# Work item:
Using the data that follows, report how many lines include "while"; output no other text.

# Given entries:
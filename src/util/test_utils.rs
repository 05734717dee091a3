use crate::{parser, transpiler, type_checker, util::fmt};

/// Each variant contains the input source.
pub enum Test {
    Parser(&'static str),
    Checker(&'static str),
    Transpiler(&'static str),
}

pub enum Assertion {
    /// The stage succeeds and its JSON dump matches exactly.
    JsonOk(&'static str),
    /// Transpilation succeeds and the emitted functions (prelude stripped)
    /// match exactly.
    CppOk(&'static str),
    /// The pipeline fails with exactly this message.
    ExpectedError(&'static str),
}

pub fn run_pipeline(test: Test) -> (String, Option<String>) {
    match test {
        Test::Parser(src) => match parser::parse_program(src) {
            Ok(program) => (fmt::dump_program_string(&program), None),
            Err(error) => (String::new(), Some(error.message)),
        },
        Test::Checker(src) => {
            let program = match parser::parse_program(src) {
                Ok(program) => program,
                Err(error) => return (String::new(), Some(error.message)),
            };
            match type_checker::check(&program) {
                Ok(checked) => (fmt::dump_checked_program_string(&checked), None),
                Err(error) => (String::new(), Some(error.message)),
            }
        }
        Test::Transpiler(src) => {
            let program = match parser::parse_program(src) {
                Ok(program) => program,
                Err(error) => return (String::new(), Some(error.message)),
            };
            let checked = match type_checker::check(&program) {
                Ok(checked) => checked,
                Err(error) => return (String::new(), Some(error.message)),
            };
            match transpiler::transpile(&checked) {
                Ok(code) => {
                    let body = code
                        .strip_prefix(transpiler::PRELUDE)
                        .expect("emitted code starts with the prelude");
                    (body.to_string(), None)
                }
                Err(error) => (String::new(), Some(error.message)),
            }
        }
    }
}

#[track_caller]
pub fn run_assertion(assertion: Assertion, output: &str, error: &Option<String>) {
    match assertion {
        Assertion::JsonOk(expected) | Assertion::CppOk(expected) => {
            ::pretty_assertions::assert_eq!(error.as_deref(), None);
            ::pretty_assertions::assert_eq!(output, expected);
        }
        Assertion::ExpectedError(expected) => {
            ::pretty_assertions::assert_eq!(error.as_deref(), Some(expected));
        }
    }
}

macro_rules! pipeline_tests {
    (
        use $stage:ident;

        $(
            fn $test_name:ident() {
                let source = $source:expr;
                $($assertions_tt:tt)*
            }
        )*
    ) => {
        $(
            #[test]
            fn $test_name() {
                let test = pipeline_tests!(@@test($stage), $source);
                let (output, error) = crate::util::test_utils::run_pipeline(test);
                pipeline_tests!(@@expand_assertions, (&output, &error), [$($assertions_tt)*]);
            }
        )*
    };

    (@@expand_assertions, $ctx:expr, []) => {};
    (@@expand_assertions, $ctx:expr, [
        let $assertion:ident = $expected:expr;
        $($rest_tt:tt)*
    ]) => {
        crate::util::test_utils::run_assertion(
            pipeline_tests!(@@assertion, $assertion, $expected),
            $ctx.0,
            $ctx.1,
        );
        pipeline_tests!(@@expand_assertions, $ctx, [$($rest_tt)*]);
    };

    (@@assertion, json_ok, $expected:expr) => {
        crate::util::test_utils::Assertion::JsonOk($expected)
    };
    (@@assertion, cpp_ok, $expected:expr) => {
        crate::util::test_utils::Assertion::CppOk(::indoc::indoc! { $expected })
    };
    (@@assertion, expected_error, $expected:expr) => {
        crate::util::test_utils::Assertion::ExpectedError($expected)
    };

    (@@test(parser), $source:expr) => {
        crate::util::test_utils::Test::Parser($source)
    };
    (@@test(checker), $source:expr) => {
        crate::util::test_utils::Test::Checker($source)
    };
    (@@test(transpiler), $source:expr) => {
        crate::util::test_utils::Test::Transpiler($source)
    };
}
pub(crate) use pipeline_tests;
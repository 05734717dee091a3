use crate::token::Span;

pub type Result<T, E = Error> = std::result::Result<T, E>;

/// A diagnostic produced by any pipeline stage.
///
/// Every stage returns the first error it encounters; nothing is accumulated
/// or recovered. The span points into the original source so callers can map
/// it to line/column if they want to.
#[derive(Debug, Clone, PartialEq, Eq, thiserror::Error)]
#[error("{message}")]
pub struct Error {
    pub message: String,
    pub span: Span,
}

impl Error {
    pub fn new(message: impl Into<String>, span: Span) -> Error {
        Error {
            message: message.into(),
            span,
        }
    }
}

#[cfg(test)]
mod tests {
    use super::*;

    #[test]
    fn display_is_the_message_alone() {
        let error = Error::new("Unknown identifier", Span::new(3, 6));
        assert_eq!(error.to_string(), "Unknown identifier");
        assert_eq!(error.span, Span::new(3, 6));
    }
}
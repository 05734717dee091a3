use crate::{
    ast::{AssignmentOperator, BinaryOperator, Radix, UnaryOperator, UpdateOperator},
    checked::{
        CheckedBlock, CheckedExpr, CheckedExprKind, CheckedForKind, CheckedFunction,
        CheckedProgram, CheckedStmt, CheckedStmtKind,
    },
    error::{Error, Result},
    token::Span,
    types::{TypeId, TypeKind},
};

/// The runtime floor emitted before any translated function: fixed-width
/// aliases, user-defined literal operators for suffixed integer literals, the
/// range type backing for-in loops, the generic `print`, and the entry-point
/// shim that forwards `main` to the translated `mica_main`.
pub const PRELUDE: &str = r#"#include <array>
#include <cstdint>
#include <iostream>
#include <span>
#include <type_traits>

using u8 = std::uint8_t;
using u16 = std::uint16_t;
using u32 = std::uint32_t;
using u64 = std::uint64_t;
using usize = std::uint64_t;
using i8 = std::int8_t;
using i16 = std::int16_t;
using i32 = std::int32_t;
using i64 = std::int64_t;
using isize = std::int64_t;

constexpr u8 operator""_u8(unsigned long long value) { return static_cast<u8>(value); }
constexpr u16 operator""_u16(unsigned long long value) { return static_cast<u16>(value); }
constexpr u32 operator""_u32(unsigned long long value) { return static_cast<u32>(value); }
constexpr u64 operator""_u64(unsigned long long value) { return static_cast<u64>(value); }
constexpr usize operator""_usize(unsigned long long value) { return static_cast<usize>(value); }
constexpr i8 operator""_i8(unsigned long long value) { return static_cast<i8>(value); }
constexpr i16 operator""_i16(unsigned long long value) { return static_cast<i16>(value); }
constexpr i32 operator""_i32(unsigned long long value) { return static_cast<i32>(value); }
constexpr i64 operator""_i64(unsigned long long value) { return static_cast<i64>(value); }
constexpr isize operator""_isize(unsigned long long value) { return static_cast<isize>(value); }

template<typename ElementType, bool is_inclusive>
class mica_range {
public:
    struct iterator {
        ElementType value;
        constexpr iterator(ElementType value_)
          : value(value_) {}

        constexpr ElementType operator*() const { return value; }
        constexpr bool operator==(iterator const& other) const { return value == other.value; }
        constexpr bool operator!=(iterator const& other) const { return !(*this == other); }
        constexpr void operator++() { ++value; }
    };

    constexpr mica_range(ElementType start, ElementType end)
      : m_start(start), m_end(end) {}

    constexpr iterator begin() const { return m_start; }
    constexpr iterator end() const {
        if constexpr (is_inclusive) {
            return m_end + 1;
        } else {
            return m_end;
        }
    }

private:
    ElementType m_start;
    ElementType m_end;
};

template<typename T>
void print(T value) {
    if constexpr (std::is_same_v<T, bool>) {
        std::cout << (value ? "true" : "false");
    } else if constexpr (std::is_integral_v<T> && sizeof(T) == 1 && !std::is_same_v<T, char>) {
        std::cout << static_cast<int>(value);
    } else {
        std::cout << value;
    }
}

void mica_main();
int main(int argc, char** argv) {
    (void) argc;
    (void) argv;
    mica_main();
}

"#;
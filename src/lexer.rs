use crate::{
    error::{Error, Result},
    token::{Span, Token, TokenKind, KEYWORDS},
};

/// The Mica lexer.
///
/// Walks the source a byte at a time (only ASCII is meaningful to the
/// grammar) and produces one token per [`next_token`] call. Whitespace and
/// comments are skipped; every produced token borrows its lexeme from the
/// source, so spans and lexemes always agree.
///
/// [`next_token`]: Lexer::next_token
pub struct Lexer<'src> {
    src: &'src str,
    cursor: usize,
    token_start: usize,
}

/// Eagerly lexes the whole input, stopping after the end-of-file token.
pub fn tokenize(src: &str) -> Result<Vec<Token<'_>>> {
    let mut lexer = Lexer::new(src);
    let mut tokens = Vec::with_capacity(src.len() / 4 + 1);
    loop {
        let token = lexer.next_token()?;
        let done = token.is_eof();
        tokens.push(token);
        if done {
            return Ok(tokens);
        }
    }
}

impl<'src> Lexer<'src> {
    pub fn new(src: &'src str) -> Lexer<'src> {
        Lexer {
            src,
            cursor: 0,
            token_start: 0,
        }
    }

    pub fn next_token(&mut self) -> Result<Token<'src>> {
        self.skip_whitespace_and_comments();
        self.token_start = self.cursor;

        let Some(byte) = self.peek() else {
            return Ok(Token::new(
                TokenKind::Eof,
                "",
                Span::new(self.cursor, self.cursor),
            ));
        };

        if byte.is_ascii_digit() {
            return self.lex_integer_literal();
        }
        if byte == b'\'' {
            return self.lex_char_literal();
        }
        if is_identifier_start(byte) {
            return Ok(self.lex_identifier_or_keyword());
        }
        self.lex_operator()
    }

    fn skip_whitespace_and_comments(&mut self) {
        loop {
            match self.peek() {
                Some(byte) if byte.is_ascii_whitespace() => {
                    self.advance();
                }
                Some(b'/') if self.peek_at(1) == Some(b'/') => {
                    while let Some(byte) = self.peek() {
                        if byte == b'\n' {
                            break;
                        }
                        self.advance();
                    }
                }
                Some(b'/') if self.peek_at(1) == Some(b'*') => {
                    self.advance();
                    self.advance();
                    // Not nesting; an unterminated comment runs to end of file.
                    loop {
                        match self.peek() {
                            None => break,
                            Some(b'*') if self.peek_at(1) == Some(b'/') => {
                                self.advance();
                                self.advance();
                                break;
                            }
                            Some(_) => self.advance(),
                        }
                    }
                }
                _ => break,
            }
        }
    }

    fn lex_integer_literal(&mut self) -> Result<Token<'src>> {
        let mut kind = TokenKind::DecimalLiteral;
        let radix_prefix_might_follow = self.peek() == Some(b'0');
        self.advance();

        let mut digit_is_legal: fn(u8) -> bool = |b| b.is_ascii_digit();
        if radix_prefix_might_follow {
            match self.peek() {
                Some(b'b') => {
                    kind = TokenKind::BinaryLiteral;
                    digit_is_legal = |b| b == b'0' || b == b'1';
                    self.advance();
                }
                Some(b'o') => {
                    kind = TokenKind::OctalLiteral;
                    digit_is_legal = |b| (b'0'..=b'7').contains(&b);
                    self.advance();
                }
                Some(b'x') => {
                    kind = TokenKind::HexadecimalLiteral;
                    digit_is_legal = |b| b.is_ascii_hexdigit();
                    self.advance();
                }
                _ => {}
            }
        }

        while self.peek().is_some_and(digit_is_legal) {
            self.advance();
        }

        // `_` introduces a type suffix; its spelling is validated by the
        // type checker, the lexer only demands identifier shape.
        if self.peek() == Some(b'_') {
            let suffix_start = self.cursor;
            self.advance();
            if !self.peek().is_some_and(is_identifier_start) {
                let end = (self.cursor + 1).min(self.src.len());
                return Err(Error::new(
                    "Invalid integer literal suffix",
                    Span::new(suffix_start, end),
                ));
            }
            while self.peek().is_some_and(is_identifier_middle) {
                self.advance();
            }
        }

        Ok(self.produce(kind))
    }

    fn lex_char_literal(&mut self) -> Result<Token<'src>> {
        let start = self.token_start;
        self.advance();

        let Some(byte) = self.peek() else {
            return Err(Error::new(
                "unexpected end of file while parsing char literal",
                Span::new(start, self.cursor),
            ));
        };

        match byte {
            b'\'' => {
                return Err(Error::new(
                    "empty char literals are not valid",
                    Span::new(start, self.cursor + 1),
                ));
            }
            b'\n' | b'\r' | b'\t' => {
                return Err(Error::new(
                    "unexpected character inside char literal",
                    Span::new(start, self.cursor + 1),
                ));
            }
            b'\\' => {
                let escape_start = self.cursor;
                self.advance();
                match self.peek() {
                    Some(b'\'' | b'n' | b'r' | b't' | b'\\' | b'0') => self.advance(),
                    Some(b'x') => {
                        self.advance();
                        // Two hex digits, the first restricted to 0-7 so the
                        // value stays within ASCII.
                        if !self.peek().is_some_and(|b| (b'0'..=b'7').contains(&b)) {
                            return Err(self.invalid_escape(escape_start));
                        }
                        self.advance();
                        if !self.peek().is_some_and(|b| b.is_ascii_hexdigit()) {
                            return Err(self.invalid_escape(escape_start));
                        }
                        self.advance();
                    }
                    _ => return Err(self.invalid_escape(escape_start)),
                }
            }
            _ => self.advance_char(),
        }

        if self.peek() != Some(b'\'') {
            return Err(Error::new(
                "missing closing single quote for char literal",
                Span::new(start, self.cursor),
            ));
        }
        self.advance();

        Ok(self.produce(TokenKind::CharLiteral))
    }

    fn invalid_escape(&self, escape_start: usize) -> Error {
        let end = (self.cursor + 1).min(self.src.len());
        Error::new(
            "invalid escape sequence inside char literal",
            Span::new(escape_start, end),
        )
    }

    fn lex_identifier_or_keyword(&mut self) -> Token<'src> {
        while self.peek().is_some_and(is_identifier_middle) {
            self.advance();
        }
        let kind = KEYWORDS
            .get(self.lexeme())
            .copied()
            .unwrap_or(TokenKind::Identifier);
        self.produce(kind)
    }

    fn lex_operator(&mut self) -> Result<Token<'src>> {
        use TokenKind::*;
        let byte = self.peek().expect("caller checked for end of input");
        self.advance();

        let kind = match byte {
            b'&' => match self.peek() {
                Some(b'&') => {
                    self.advance();
                    self.advance_if(b'=', AmpAmpEq, AmpAmp)
                }
                Some(b'=') => {
                    self.advance();
                    AmpEq
                }
                _ => Amp,
            },
            b'|' => match self.peek() {
                Some(b'|') => {
                    self.advance();
                    self.advance_if(b'=', PipePipeEq, PipePipe)
                }
                Some(b'=') => {
                    self.advance();
                    PipeEq
                }
                _ => Pipe,
            },
            b'<' => match self.peek() {
                Some(b'<') => {
                    self.advance();
                    self.advance_if(b'=', ShlEq, Shl)
                }
                Some(b'=') => {
                    self.advance();
                    LessEq
                }
                _ => Less,
            },
            b'>' => match self.peek() {
                Some(b'>') => {
                    self.advance();
                    self.advance_if(b'=', ShrEq, Shr)
                }
                Some(b'=') => {
                    self.advance();
                    GreaterEq
                }
                _ => Greater,
            },
            b'+' => match self.peek() {
                Some(b'+') => {
                    self.advance();
                    PlusPlus
                }
                Some(b'=') => {
                    self.advance();
                    PlusEq
                }
                _ => Plus,
            },
            b'-' => match self.peek() {
                Some(b'-') => {
                    self.advance();
                    MinusMinus
                }
                Some(b'=') => {
                    self.advance();
                    MinusEq
                }
                _ => Minus,
            },
            b'=' => self.advance_if(b'=', EqEq, Eq),
            b'!' => self.advance_if(b'=', BangEq, Bang),
            b'*' => self.advance_if(b'=', StarEq, Star),
            b'/' => self.advance_if(b'=', SlashEq, Slash),
            b'%' => self.advance_if(b'=', PercentEq, Percent),
            b'^' => self.advance_if(b'=', CaretEq, Caret),
            b'.' => match (self.peek(), self.peek_at(1)) {
                (Some(b'.'), Some(b'=')) => {
                    self.advance();
                    self.advance();
                    DotDotEq
                }
                (Some(b'.'), Some(b'<')) => {
                    self.advance();
                    self.advance();
                    DotDotLess
                }
                _ => {
                    return Err(Error::new(
                        "unexpected character while lexing",
                        Span::new(self.token_start, self.cursor),
                    ));
                }
            },
            b'~' => Tilde,
            b'@' => At,
            b':' => Colon,
            b';' => Semicolon,
            b',' => Comma,
            b'(' => LParen,
            b')' => RParen,
            b'{' => LBrace,
            b'}' => RBrace,
            b'[' => LBracket,
            b']' => RBracket,
            _ => {
                return Err(Error::new(
                    "unexpected character while lexing",
                    Span::new(self.token_start, self.cursor),
                ));
            }
        };

        Ok(self.produce(kind))
    }
}
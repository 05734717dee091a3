use std::fmt;

/// A stable index into a [`TypeInterner`].
///
/// Builtin types occupy the first indices, in the order of the
/// [`TypeId::UNKNOWN`]..[`TypeId::CHAR`] constants; compound types are
/// appended as they are first seen.
#[derive(Copy, Clone, PartialEq, Eq, Hash)]
pub struct TypeId(usize);

impl TypeId {
    pub const UNKNOWN: TypeId = TypeId(0);
    pub const VOID: TypeId = TypeId(1);
    pub const U8: TypeId = TypeId(2);
    pub const U16: TypeId = TypeId(3);
    pub const U32: TypeId = TypeId(4);
    pub const U64: TypeId = TypeId(5);
    pub const USIZE: TypeId = TypeId(6);
    pub const I8: TypeId = TypeId(7);
    pub const I16: TypeId = TypeId(8);
    pub const I32: TypeId = TypeId(9);
    pub const I64: TypeId = TypeId(10);
    pub const ISIZE: TypeId = TypeId(11);
    pub const BOOL: TypeId = TypeId(12);
    pub const CHAR: TypeId = TypeId(13);

    pub fn index(self) -> usize {
        self.0
    }
}

impl fmt::Debug for TypeId {
    fn fmt(&self, f: &mut fmt::Formatter<'_>) -> fmt::Result {
        write!(f, "TypeId({})", self.0)
    }
}

#[derive(Copy, Clone, Debug, PartialEq, Eq)]
pub enum PointerKind {
    Weak,
    Strong,
}

#[derive(Copy, Clone, Debug, PartialEq, Eq)]
pub enum TypeKind {
    /// Internal inference placeholder; never survives type checking.
    Unknown,
    Void,
    U8,
    U16,
    U32,
    U64,
    Usize,
    I8,
    I16,
    I32,
    I64,
    Isize,
    Bool,
    Char,
    Pointer {
        kind: PointerKind,
        inner: TypeId,
    },
    Array {
        size: usize,
        inner: TypeId,
    },
    Slice {
        inner: TypeId,
    },
    /// Created only by range expressions; not writable in source.
    Range {
        element: TypeId,
        is_inclusive: bool,
    },
}

/// A structural type plus its orthogonal mutability bit.
#[derive(Copy, Clone, Debug, PartialEq, Eq)]
pub struct Type {
    pub kind: TypeKind,
    pub is_mutable: bool,
}

impl Type {
    pub fn new(kind: TypeKind) -> Type {
        Type {
            kind,
            is_mutable: false,
        }
    }

    pub fn with_mutability(self, is_mutable: bool) -> Type {
        Type { is_mutable, ..self }
    }

    pub fn is_builtin(&self) -> bool {
        use TypeKind::*;
        matches!(
            self.kind,
            Unknown | Void | U8 | U16 | U32 | U64 | Usize | I8 | I16 | I32 | I64 | Isize
                | Bool | Char
        )
    }

    pub fn is_integer(&self) -> bool {
        use TypeKind::*;
        matches!(
            self.kind,
            U8 | U16 | U32 | U64 | Usize | I8 | I16 | I32 | I64 | Isize
        )
    }

    pub fn is_signed(&self) -> bool {
        use TypeKind::*;
        matches!(self.kind, I8 | I16 | I32 | I64 | Isize)
    }

    /// Width in bytes; zero for non-integers.
    pub fn width(&self) -> usize {
        use TypeKind::*;
        match self.kind {
            U8 | I8 => 1,
            U16 | I16 => 2,
            U32 | I32 => 4,
            U64 | I64 | Usize | Isize => 8,
            _ => 0,
        }
    }

    /// The source-level name of a builtin type, if this is one.
    pub fn builtin_name(&self) -> Option<&'static str> {
        use TypeKind::*;
        Some(match self.kind {
            Unknown => "unknown",
            Void => "void",
            U8 => "u8",
            U16 => "u16",
            U32 => "u32",
            U64 => "u64",
            Usize => "usize",
            I8 => "i8",
            I16 => "i16",
            I32 => "i32",
            I64 => "i64",
            Isize => "isize",
            Bool => "bool",
            Char => "char",
            _ => return None,
        })
    }
}

/// Structurally interns types into stable ids.
///
/// The table is append-only; a `TypeId` stays valid for the life of the
/// owning program. Lookup is a linear scan, which is fine for the table
/// sizes a single source file produces.
#[derive(Debug)]
pub struct TypeInterner {
    types: Vec<Type>,
}

const BUILTINS: [TypeKind; 14] = [
    TypeKind::Unknown,
    TypeKind::Void,
    TypeKind::U8,
    TypeKind::U16,
    TypeKind::U32,
    TypeKind::U64,
    TypeKind::Usize,
    TypeKind::I8,
    TypeKind::I16,
    TypeKind::I32,
    TypeKind::I64,
    TypeKind::Isize,
    TypeKind::Bool,
    TypeKind::Char,
];

impl TypeInterner {
    pub fn new() -> TypeInterner {
        TypeInterner {
            types: BUILTINS.iter().copied().map(Type::new).collect(),
        }
    }

    pub fn len(&self) -> usize {
        self.types.len()
    }

    pub fn is_empty(&self) -> bool {
        self.types.is_empty()
    }

    pub fn get(&self, id: TypeId) -> &Type {
        &self.types[id.0]
    }

    /// Returns the id of a structurally equal entry, interning the type if it
    /// has not been seen before.
    pub fn find_or_add(&mut self, ty: Type) -> TypeId {
        if let Some(index) = self.types.iter().position(|existing| *existing == ty) {
            return TypeId(index);
        }
        self.types.push(ty);
        TypeId(self.types.len() - 1)
    }

    /// The sibling of `id` with the requested mutability.
    pub fn apply_mutability(&mut self, id: TypeId, is_mutable: bool) -> TypeId {
        let ty = *self.get(id);
        if ty.is_mutable == is_mutable {
            return id;
        }
        self.find_or_add(ty.with_mutability(is_mutable))
    }
}

impl Default for TypeInterner {
    fn default() -> Self {
        TypeInterner::new()
    }
}

#[cfg(test)]
mod tests {
    use super::*;
    use pretty_assertions::assert_eq;

    #[test]
    fn builtins_sit_at_fixed_indices() {
        let interner = TypeInterner::new();
        assert_eq!(interner.get(TypeId::UNKNOWN).kind, TypeKind::Unknown);
        assert_eq!(interner.get(TypeId::VOID).kind, TypeKind::Void);
        assert_eq!(interner.get(TypeId::U8).kind, TypeKind::U8);
        assert_eq!(interner.get(TypeId::USIZE).kind, TypeKind::Usize);
        assert_eq!(interner.get(TypeId::I32).kind, TypeKind::I32);
        assert_eq!(interner.get(TypeId::CHAR).kind, TypeKind::Char);
        assert_eq!(interner.len(), 14);
        assert!(!interner.get(TypeId::I32).is_mutable);
    }

    #[test]
    fn structurally_equal_types_intern_to_the_same_id() {
        let mut interner = TypeInterner::new();
        let pointer = Type::new(TypeKind::Pointer {
            kind: PointerKind::Strong,
            inner: TypeId::I32,
        });
        let a = interner.find_or_add(pointer);
        let b = interner.find_or_add(pointer);
        assert_eq!(a, b);

        let weak = Type::new(TypeKind::Pointer {
            kind: PointerKind::Weak,
            inner: TypeId::I32,
        });
        assert_ne!(interner.find_or_add(weak), a);
    }

    #[test]
    fn builtin_lookup_reuses_the_preallocated_entry() {
        let mut interner = TypeInterner::new();
        assert_eq!(interner.find_or_add(Type::new(TypeKind::I32)), TypeId::I32);
        assert_eq!(interner.len(), 14);
    }

    #[test]
    fn apply_mutability_creates_a_sibling_once() {
        let mut interner = TypeInterner::new();
        let mutable = interner.apply_mutability(TypeId::I32, true);
        assert_ne!(mutable, TypeId::I32);
        assert!(interner.get(mutable).is_mutable);
        assert_eq!(interner.get(mutable).kind, TypeKind::I32);

        // Re-applying lands on the same entries in both directions.
        assert_eq!(interner.apply_mutability(TypeId::I32, true), mutable);
        assert_eq!(interner.apply_mutability(mutable, false), TypeId::I32);
        assert_eq!(interner.apply_mutability(mutable, true), mutable);
    }

    #[test]
    fn integer_predicates() {
        let interner = TypeInterner::new();
        assert!(interner.get(TypeId::U8).is_integer());
        assert!(interner.get(TypeId::ISIZE).is_integer());
        assert!(!interner.get(TypeId::BOOL).is_integer());
        assert!(!interner.get(TypeId::CHAR).is_integer());
        assert!(interner.get(TypeId::I64).is_signed());
        assert!(!interner.get(TypeId::U64).is_signed());
        assert_eq!(interner.get(TypeId::U16).width(), 2);
        assert_eq!(interner.get(TypeId::USIZE).width(), 8);
    }
}
fn dump_statement(w: &mut impl Write, statement: &Stmt<'_>) -> io::Result<()> {
    match &statement.kind {
        StmtKind::Expression {
            expr,
            ends_with_semicolon,
        } => {
            write!(w, "{{\"node\":\"ExpressionStatement\",")?;
            write_span(w, statement.span)?;
            write!(
                w,
                ",\"ends_with_semicolon\":{ends_with_semicolon},\"expression\":"
            )?;
            dump_expression(w, expr)?;
            write!(w, "}}")
        }
        StmtKind::VariableDeclaration {
            is_mutable,
            name,
            ty,
            initializer,
        } => {
            write!(w, "{{\"node\":\"VariableDeclarationStatement\",")?;
            write_span(w, statement.span)?;
            write!(w, ",\"mutable\":{is_mutable},\"name\":")?;
            write_json_string(w, name.name)?;
            write!(w, ",\"type\":")?;
            match ty {
                Some(ty) => dump_type_expr(w, ty)?,
                None => write!(w, "null")?,
            }
            write!(w, ",\"initializer\":")?;
            match initializer {
                Some(initializer) => dump_expression(w, initializer)?,
                None => write!(w, "null")?,
            }
            write!(w, "}}")
        }
        StmtKind::Return(expr) => {
            write!(w, "{{\"node\":\"ReturnStatement\",")?;
            write_span(w, statement.span)?;
            write!(w, ",\"expression\":")?;
            match expr {
                Some(expr) => dump_expression(w, expr)?,
                None => write!(w, "null")?,
            }
            write!(w, "}}")
        }
        StmtKind::For(kind) => dump_for_statement(w, statement.span, kind),
    }
}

# Written solution:
7